# Directions for this task
A single figure is required: the number of lines in the data below that hold the word "whether".

# Extracted entries
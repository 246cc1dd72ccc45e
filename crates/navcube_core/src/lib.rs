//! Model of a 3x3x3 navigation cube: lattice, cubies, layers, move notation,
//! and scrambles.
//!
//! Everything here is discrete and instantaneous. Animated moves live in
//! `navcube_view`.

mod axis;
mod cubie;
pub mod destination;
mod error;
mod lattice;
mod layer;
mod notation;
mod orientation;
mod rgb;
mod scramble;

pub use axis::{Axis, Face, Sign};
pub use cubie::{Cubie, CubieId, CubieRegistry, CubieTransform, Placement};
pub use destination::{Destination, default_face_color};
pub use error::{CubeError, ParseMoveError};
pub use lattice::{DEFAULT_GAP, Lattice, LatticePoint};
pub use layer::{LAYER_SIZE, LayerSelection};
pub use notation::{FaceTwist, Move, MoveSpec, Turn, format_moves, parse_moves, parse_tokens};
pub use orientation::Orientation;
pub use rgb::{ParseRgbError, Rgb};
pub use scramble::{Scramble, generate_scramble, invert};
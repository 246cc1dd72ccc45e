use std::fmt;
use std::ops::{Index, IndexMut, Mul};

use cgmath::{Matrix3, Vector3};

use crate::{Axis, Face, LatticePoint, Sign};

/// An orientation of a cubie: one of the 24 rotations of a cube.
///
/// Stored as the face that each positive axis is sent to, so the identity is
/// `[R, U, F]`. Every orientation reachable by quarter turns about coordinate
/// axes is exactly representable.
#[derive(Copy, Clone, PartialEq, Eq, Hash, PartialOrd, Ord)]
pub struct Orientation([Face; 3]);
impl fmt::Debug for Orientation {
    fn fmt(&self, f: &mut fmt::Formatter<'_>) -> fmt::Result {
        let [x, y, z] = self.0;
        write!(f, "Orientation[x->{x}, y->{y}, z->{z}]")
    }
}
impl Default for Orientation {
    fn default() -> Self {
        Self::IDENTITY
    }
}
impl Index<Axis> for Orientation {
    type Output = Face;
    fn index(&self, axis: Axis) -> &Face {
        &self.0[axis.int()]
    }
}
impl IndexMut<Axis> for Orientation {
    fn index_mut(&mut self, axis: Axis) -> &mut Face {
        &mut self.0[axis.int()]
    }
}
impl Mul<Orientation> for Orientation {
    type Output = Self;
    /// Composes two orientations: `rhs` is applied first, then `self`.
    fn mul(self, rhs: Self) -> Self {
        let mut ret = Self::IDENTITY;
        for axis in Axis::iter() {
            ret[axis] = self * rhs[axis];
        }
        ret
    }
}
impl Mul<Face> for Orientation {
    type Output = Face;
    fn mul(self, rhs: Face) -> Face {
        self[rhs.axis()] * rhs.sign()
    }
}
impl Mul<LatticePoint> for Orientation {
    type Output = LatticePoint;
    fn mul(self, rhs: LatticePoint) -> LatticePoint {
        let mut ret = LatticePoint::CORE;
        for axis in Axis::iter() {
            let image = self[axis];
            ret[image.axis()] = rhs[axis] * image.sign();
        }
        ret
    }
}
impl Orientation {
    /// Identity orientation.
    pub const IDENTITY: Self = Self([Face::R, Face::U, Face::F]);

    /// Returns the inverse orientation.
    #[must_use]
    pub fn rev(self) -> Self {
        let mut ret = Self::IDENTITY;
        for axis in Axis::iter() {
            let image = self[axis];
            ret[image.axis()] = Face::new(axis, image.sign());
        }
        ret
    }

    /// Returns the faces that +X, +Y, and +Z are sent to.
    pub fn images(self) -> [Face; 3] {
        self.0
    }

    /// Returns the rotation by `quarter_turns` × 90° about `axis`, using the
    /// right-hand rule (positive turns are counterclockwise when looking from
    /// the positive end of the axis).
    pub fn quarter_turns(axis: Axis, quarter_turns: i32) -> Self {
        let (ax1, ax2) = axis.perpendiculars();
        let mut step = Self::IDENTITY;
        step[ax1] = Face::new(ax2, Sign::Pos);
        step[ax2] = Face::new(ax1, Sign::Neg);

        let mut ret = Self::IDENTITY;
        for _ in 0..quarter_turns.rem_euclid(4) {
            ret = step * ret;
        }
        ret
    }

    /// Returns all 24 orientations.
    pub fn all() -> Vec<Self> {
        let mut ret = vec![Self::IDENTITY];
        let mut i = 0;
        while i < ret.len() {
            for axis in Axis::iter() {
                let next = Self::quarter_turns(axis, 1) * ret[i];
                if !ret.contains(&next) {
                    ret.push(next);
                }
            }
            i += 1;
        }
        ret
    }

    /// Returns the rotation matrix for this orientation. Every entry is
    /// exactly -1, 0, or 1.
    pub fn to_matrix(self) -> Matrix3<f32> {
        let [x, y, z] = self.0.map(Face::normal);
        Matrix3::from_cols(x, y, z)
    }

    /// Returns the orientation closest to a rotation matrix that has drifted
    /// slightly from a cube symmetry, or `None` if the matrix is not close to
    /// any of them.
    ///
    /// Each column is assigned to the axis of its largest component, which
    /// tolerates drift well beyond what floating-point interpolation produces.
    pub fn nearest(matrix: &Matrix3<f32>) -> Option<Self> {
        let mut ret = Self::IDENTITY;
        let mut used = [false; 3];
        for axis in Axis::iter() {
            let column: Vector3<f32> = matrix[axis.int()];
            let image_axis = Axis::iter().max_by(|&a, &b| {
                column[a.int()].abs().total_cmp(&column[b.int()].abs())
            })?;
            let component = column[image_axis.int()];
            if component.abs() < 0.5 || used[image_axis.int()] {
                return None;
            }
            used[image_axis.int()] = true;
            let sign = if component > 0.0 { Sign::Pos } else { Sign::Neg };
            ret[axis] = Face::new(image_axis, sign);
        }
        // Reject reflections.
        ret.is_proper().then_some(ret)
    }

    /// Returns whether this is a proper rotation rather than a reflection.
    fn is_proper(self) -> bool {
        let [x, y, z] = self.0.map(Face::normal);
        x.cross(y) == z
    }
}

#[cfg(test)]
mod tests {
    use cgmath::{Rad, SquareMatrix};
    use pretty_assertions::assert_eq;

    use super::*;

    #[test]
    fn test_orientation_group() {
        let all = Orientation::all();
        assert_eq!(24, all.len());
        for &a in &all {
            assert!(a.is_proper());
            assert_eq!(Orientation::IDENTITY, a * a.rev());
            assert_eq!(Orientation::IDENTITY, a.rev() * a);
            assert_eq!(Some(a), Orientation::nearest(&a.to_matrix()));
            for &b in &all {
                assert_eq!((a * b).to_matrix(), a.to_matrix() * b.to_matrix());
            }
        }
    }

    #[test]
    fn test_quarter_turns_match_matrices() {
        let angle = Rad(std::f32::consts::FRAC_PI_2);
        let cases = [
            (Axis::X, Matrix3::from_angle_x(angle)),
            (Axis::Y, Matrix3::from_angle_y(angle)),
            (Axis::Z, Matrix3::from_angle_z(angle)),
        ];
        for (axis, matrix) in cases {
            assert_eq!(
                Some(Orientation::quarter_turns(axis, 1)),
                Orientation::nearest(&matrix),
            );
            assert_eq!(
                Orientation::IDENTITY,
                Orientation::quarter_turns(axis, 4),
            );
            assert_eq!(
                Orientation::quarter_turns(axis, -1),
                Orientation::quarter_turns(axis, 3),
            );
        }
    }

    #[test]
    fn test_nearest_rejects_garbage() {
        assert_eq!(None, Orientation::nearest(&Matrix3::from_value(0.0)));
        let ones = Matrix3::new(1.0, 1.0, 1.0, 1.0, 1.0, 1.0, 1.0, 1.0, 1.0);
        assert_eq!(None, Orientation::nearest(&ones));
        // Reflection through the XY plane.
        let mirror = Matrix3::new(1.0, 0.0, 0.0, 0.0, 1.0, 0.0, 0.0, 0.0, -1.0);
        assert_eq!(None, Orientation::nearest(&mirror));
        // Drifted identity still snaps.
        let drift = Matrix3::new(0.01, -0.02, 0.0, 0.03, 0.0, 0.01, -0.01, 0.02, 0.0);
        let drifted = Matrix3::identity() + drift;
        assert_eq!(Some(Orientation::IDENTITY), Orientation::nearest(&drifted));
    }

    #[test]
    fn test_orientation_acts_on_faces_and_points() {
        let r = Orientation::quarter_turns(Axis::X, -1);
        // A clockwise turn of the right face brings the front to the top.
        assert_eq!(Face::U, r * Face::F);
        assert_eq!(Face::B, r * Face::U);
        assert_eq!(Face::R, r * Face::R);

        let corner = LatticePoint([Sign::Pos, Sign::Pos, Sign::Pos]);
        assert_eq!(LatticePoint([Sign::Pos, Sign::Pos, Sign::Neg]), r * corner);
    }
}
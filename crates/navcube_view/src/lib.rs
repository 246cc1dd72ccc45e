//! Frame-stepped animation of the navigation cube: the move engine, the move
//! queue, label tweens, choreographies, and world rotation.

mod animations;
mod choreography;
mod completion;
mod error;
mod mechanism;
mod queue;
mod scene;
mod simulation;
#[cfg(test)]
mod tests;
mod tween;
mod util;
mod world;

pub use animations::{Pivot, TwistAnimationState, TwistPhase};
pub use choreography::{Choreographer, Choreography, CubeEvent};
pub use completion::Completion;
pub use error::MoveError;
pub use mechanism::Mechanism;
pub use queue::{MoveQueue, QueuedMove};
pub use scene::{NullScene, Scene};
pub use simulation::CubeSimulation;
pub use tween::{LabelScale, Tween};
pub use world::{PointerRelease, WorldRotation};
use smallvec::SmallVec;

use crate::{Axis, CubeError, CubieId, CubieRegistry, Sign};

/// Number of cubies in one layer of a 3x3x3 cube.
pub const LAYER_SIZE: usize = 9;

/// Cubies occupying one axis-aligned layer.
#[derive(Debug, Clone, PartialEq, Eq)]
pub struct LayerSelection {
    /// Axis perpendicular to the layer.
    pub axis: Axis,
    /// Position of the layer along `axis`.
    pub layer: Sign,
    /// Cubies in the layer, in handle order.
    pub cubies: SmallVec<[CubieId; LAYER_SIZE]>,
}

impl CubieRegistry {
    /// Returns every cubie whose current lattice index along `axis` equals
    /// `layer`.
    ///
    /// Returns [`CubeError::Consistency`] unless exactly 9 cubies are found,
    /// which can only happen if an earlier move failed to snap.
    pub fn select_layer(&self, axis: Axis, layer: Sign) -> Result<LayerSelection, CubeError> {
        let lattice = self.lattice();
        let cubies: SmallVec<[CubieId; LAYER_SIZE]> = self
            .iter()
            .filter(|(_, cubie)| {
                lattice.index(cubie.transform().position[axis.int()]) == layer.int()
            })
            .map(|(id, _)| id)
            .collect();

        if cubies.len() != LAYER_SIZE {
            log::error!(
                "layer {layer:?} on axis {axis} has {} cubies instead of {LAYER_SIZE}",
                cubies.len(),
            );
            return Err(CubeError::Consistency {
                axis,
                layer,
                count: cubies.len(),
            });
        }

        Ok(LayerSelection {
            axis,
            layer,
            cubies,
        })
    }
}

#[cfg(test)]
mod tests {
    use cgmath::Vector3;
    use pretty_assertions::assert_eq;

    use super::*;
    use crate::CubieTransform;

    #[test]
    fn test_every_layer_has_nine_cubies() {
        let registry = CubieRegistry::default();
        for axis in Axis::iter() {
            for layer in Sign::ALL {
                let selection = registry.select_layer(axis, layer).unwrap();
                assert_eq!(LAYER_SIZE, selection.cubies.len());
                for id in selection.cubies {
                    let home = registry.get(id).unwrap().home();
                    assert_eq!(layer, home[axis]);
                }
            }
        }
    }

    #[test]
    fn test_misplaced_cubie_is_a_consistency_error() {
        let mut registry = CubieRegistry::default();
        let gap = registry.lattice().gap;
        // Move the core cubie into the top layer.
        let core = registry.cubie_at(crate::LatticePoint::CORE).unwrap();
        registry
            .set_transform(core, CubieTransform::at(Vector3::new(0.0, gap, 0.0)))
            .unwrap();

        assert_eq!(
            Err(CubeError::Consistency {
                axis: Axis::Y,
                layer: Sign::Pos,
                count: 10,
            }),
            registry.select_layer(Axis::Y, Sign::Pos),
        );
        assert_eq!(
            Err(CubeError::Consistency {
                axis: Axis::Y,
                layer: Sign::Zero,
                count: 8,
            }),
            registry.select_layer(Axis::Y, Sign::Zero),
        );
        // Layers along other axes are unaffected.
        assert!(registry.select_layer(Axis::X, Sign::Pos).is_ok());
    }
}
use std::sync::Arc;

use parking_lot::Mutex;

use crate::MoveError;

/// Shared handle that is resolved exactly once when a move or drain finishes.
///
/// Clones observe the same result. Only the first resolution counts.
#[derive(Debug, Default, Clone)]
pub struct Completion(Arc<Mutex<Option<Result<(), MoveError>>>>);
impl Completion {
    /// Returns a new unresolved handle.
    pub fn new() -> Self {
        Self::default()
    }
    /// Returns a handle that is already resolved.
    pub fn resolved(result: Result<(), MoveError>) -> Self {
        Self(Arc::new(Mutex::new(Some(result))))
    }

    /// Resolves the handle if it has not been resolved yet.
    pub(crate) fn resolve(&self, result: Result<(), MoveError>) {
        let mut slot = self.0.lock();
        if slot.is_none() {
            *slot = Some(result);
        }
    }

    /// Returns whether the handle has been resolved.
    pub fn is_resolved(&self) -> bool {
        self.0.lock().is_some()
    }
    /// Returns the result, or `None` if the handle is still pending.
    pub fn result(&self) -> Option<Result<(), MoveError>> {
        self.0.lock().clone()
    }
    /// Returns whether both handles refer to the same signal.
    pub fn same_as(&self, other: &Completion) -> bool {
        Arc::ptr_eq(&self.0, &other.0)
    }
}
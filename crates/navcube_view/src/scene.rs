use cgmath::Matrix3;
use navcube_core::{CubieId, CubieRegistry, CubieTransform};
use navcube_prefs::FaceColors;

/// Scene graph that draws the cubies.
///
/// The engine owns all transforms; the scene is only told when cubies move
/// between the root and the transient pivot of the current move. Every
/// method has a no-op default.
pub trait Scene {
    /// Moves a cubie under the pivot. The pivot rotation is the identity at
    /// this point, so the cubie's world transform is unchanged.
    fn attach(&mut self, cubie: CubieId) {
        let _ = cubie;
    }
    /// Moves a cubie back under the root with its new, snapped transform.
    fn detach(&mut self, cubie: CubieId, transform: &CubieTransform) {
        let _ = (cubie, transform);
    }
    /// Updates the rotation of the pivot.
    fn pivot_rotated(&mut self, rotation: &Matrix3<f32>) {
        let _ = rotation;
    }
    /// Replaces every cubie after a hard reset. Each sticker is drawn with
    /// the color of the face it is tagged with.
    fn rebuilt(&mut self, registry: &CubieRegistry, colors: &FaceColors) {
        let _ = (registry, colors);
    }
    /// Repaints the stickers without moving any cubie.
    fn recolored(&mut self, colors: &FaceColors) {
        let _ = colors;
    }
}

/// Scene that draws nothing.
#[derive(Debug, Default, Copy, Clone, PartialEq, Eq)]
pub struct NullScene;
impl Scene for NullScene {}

# Answer box
3